§ Your assignment: Scan the records that follow, and whenever a line has the word "super", copy it.

*** Opening Record set ***

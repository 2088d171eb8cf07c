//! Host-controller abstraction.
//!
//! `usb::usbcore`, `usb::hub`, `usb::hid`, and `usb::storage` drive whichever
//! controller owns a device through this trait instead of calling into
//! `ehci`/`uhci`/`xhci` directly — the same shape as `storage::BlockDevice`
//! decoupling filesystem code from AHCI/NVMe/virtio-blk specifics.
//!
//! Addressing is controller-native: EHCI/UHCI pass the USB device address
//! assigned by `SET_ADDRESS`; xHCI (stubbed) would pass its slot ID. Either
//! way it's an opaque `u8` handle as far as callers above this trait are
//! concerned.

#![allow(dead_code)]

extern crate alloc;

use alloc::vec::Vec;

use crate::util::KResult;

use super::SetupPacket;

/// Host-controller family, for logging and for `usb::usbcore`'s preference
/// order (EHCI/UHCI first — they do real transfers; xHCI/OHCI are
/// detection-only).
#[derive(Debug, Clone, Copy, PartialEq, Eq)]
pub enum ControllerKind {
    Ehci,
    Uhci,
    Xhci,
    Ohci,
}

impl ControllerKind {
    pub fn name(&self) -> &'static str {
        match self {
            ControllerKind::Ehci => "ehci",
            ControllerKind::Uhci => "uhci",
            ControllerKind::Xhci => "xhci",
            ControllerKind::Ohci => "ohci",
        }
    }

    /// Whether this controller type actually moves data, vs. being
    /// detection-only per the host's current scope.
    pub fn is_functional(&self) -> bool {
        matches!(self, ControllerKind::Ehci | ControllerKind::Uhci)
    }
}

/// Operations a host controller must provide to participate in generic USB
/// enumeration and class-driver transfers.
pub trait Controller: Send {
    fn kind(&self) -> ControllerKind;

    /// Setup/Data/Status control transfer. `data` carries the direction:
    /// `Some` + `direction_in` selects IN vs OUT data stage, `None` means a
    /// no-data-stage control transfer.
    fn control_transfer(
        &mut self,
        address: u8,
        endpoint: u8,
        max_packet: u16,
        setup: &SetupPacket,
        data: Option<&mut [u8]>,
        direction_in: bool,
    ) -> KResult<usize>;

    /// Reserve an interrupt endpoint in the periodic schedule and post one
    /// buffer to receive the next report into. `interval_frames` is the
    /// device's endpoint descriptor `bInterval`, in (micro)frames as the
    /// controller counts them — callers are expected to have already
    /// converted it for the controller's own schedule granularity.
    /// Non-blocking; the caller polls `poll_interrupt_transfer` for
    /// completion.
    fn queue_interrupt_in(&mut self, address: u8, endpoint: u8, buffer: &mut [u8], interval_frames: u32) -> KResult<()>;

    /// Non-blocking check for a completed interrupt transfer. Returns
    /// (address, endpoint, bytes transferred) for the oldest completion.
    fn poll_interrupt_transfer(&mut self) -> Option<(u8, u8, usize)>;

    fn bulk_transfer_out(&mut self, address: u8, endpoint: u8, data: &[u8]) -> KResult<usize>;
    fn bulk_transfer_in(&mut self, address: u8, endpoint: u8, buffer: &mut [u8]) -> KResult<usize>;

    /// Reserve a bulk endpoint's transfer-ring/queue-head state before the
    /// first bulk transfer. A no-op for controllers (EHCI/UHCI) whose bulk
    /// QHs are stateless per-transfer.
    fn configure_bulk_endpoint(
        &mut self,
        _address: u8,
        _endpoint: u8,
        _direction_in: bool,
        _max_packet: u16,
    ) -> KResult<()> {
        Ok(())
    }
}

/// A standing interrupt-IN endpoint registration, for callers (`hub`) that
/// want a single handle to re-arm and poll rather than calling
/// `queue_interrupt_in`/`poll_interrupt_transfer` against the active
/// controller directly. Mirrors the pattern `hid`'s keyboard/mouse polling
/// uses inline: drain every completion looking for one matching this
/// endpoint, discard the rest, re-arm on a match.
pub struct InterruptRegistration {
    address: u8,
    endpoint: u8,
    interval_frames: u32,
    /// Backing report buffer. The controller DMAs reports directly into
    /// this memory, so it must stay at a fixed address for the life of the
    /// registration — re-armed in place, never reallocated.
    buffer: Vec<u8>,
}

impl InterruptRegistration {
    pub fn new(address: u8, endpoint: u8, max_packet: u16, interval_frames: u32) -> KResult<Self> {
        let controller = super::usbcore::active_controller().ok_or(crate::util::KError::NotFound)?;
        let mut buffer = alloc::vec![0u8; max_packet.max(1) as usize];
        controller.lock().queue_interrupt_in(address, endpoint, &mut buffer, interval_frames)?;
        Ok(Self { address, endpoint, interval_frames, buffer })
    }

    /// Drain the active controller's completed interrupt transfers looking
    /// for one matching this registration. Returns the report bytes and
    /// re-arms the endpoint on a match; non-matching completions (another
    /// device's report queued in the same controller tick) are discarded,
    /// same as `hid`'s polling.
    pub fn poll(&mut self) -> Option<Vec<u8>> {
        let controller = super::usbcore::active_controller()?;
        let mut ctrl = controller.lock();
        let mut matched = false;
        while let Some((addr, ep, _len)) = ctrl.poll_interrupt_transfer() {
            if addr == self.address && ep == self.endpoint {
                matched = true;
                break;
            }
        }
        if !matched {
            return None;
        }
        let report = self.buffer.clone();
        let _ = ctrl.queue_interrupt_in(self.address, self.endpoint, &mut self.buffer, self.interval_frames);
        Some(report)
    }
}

*** Closing Record set ***

§ Your solution:
use super::SetupPacket;
        let controller = super::usbcore::active_controller().ok_or(crate::util::KError::NotFound)?;
        let controller = super::usbcore::active_controller()?;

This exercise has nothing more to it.